Entre psicólogos, a questão é mais do que polêmica. Especialista em adolescentes e doutora em Psicopatologia e Psicanálise, Raquel Barreira acha que a definição do sexo é importante para a criança desde os primeiros anos de vida. “É a partir daí que a criança vai se identificar ou não com este ideal masculino ou feminino, que é construído tanto pelos pais quanto pelo meio social e cultural com os quais ela convive”, explica. “Além disso, a nossa sociedade ainda não está preparada para viver essa questão como algo indefinido.”

O psicólogo especialista em sexualidade Cláudio Picazio, autor de obras como Diferentes Desejos e Sexo Secreto (Edições GLS), considera que a lei alemã tem o mérito de levantar a questão das pessoas que não pertencem a um sexo ou outro. “É uma atenção que o mundo quer dar para estas pessoas, de considerá-las como parte de um processo democrático”, observa. Entretanto, o profissional concorda que a indefinição pode ser mais complexa de assimilar do que uma eventual troca de sexo no futuro. “Com a aquisição da fala, a criança começa a dar sinais sobre com que sexo ela se identifica mais. Uma definição poderia ser feita neste momento. Deixar para mais tarde poderá ser mais complicado para ela escolher.”

As entidades de defesa dos intersexuais há anos pedem o fim das cirurgias de correção de sexo nos recém nascidos, que quase sempre são considerados meninas. Entretanto o porta-voz da Organização Internacional Intersexual, Vincent Guillot, afirma que a lei alemã é um retrocesso para esta questão, porque além de não estipular a condição de intersexual, ainda deixa a criança sem qualquer definição sobre o sexo.
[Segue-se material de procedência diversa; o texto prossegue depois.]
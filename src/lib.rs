//! Alarm clock firmware core.
//!
//! Everything that decides *what* the clock does lives here and builds on
//! the host: button debouncing, time sync policy, alarm scheduling, the
//! backlight dimmer and the TFT view tree. Hardware is reached only
//! through `embedded-hal` / `embedded-graphics` traits and the seams in
//! [`clock`] and [`firmware::Board`].
//!
//! Usage: `cargo test` on the host, `cargo run --release --features embedded`
//! on an nRF52840 board (see `main.rs`).

#![cfg_attr(not(test), no_std)]

// must come first so the log macros are visible everywhere
mod fmt;

pub mod alarm;
pub mod app;
pub mod audio;
pub mod clock;
pub mod config;
pub mod error;
pub mod firmware;
pub mod power;
pub mod power_logic;
pub mod settings;
pub mod ui;

#[cfg(feature = "embedded")]
pub mod storage;

#[cfg(test)]
mod testing;

pub use alarm::{Alarm, AlarmId, AlarmManager, AlarmSpec, Fired};
pub use app::{App, Screen, ALARM1};
pub use clock::{CivilDateTime, Monotonic, Network, TimeSource, WallClock};
pub use error::{Error, Result};
pub use firmware::{Board, Firmware, Parts};
pub use power::{DimPolicy, Dimmer, InputRoute};
pub use settings::{AlarmConfig, AppConfig};
pub use ui::{ButtonAction, ButtonEvent, ButtonId, Canvas, GraphicsCanvas, Style};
“A melhor solução, para nós, foi a que escolheu o conselho de ética suíço, há um ano, que diz: ninguém vai operar crianças, mas sim vamos acompanhar os pais psicologicamente e dizê-los que os filhos deles têm uma boa saúde, são inteligentes, mas são simplesmente diferentes”, afirma. “Depois, vamos acompanhar as crianças para uma autodeterminação, e no momento em que elas tiverem a capacidade de dizer “eu sou uma menina”, “eu sou um menino” ou “eu estou bem assim mesmo”, faremos o acompanhamento médico que elas mesmas pedirem.”

Intersexual conta sua história

Vincent é um intersexual francês que foi operado 10 vezes na infância para a retirada de todos os órgãos femininos – mas, na realidade ele jamais se sentia nem menino, nem menina. Hoje, pai de um jovem de 23 anos, ele acha que a definição sexual no nascimento dos bebês é uma medida para satisfazer aos pais.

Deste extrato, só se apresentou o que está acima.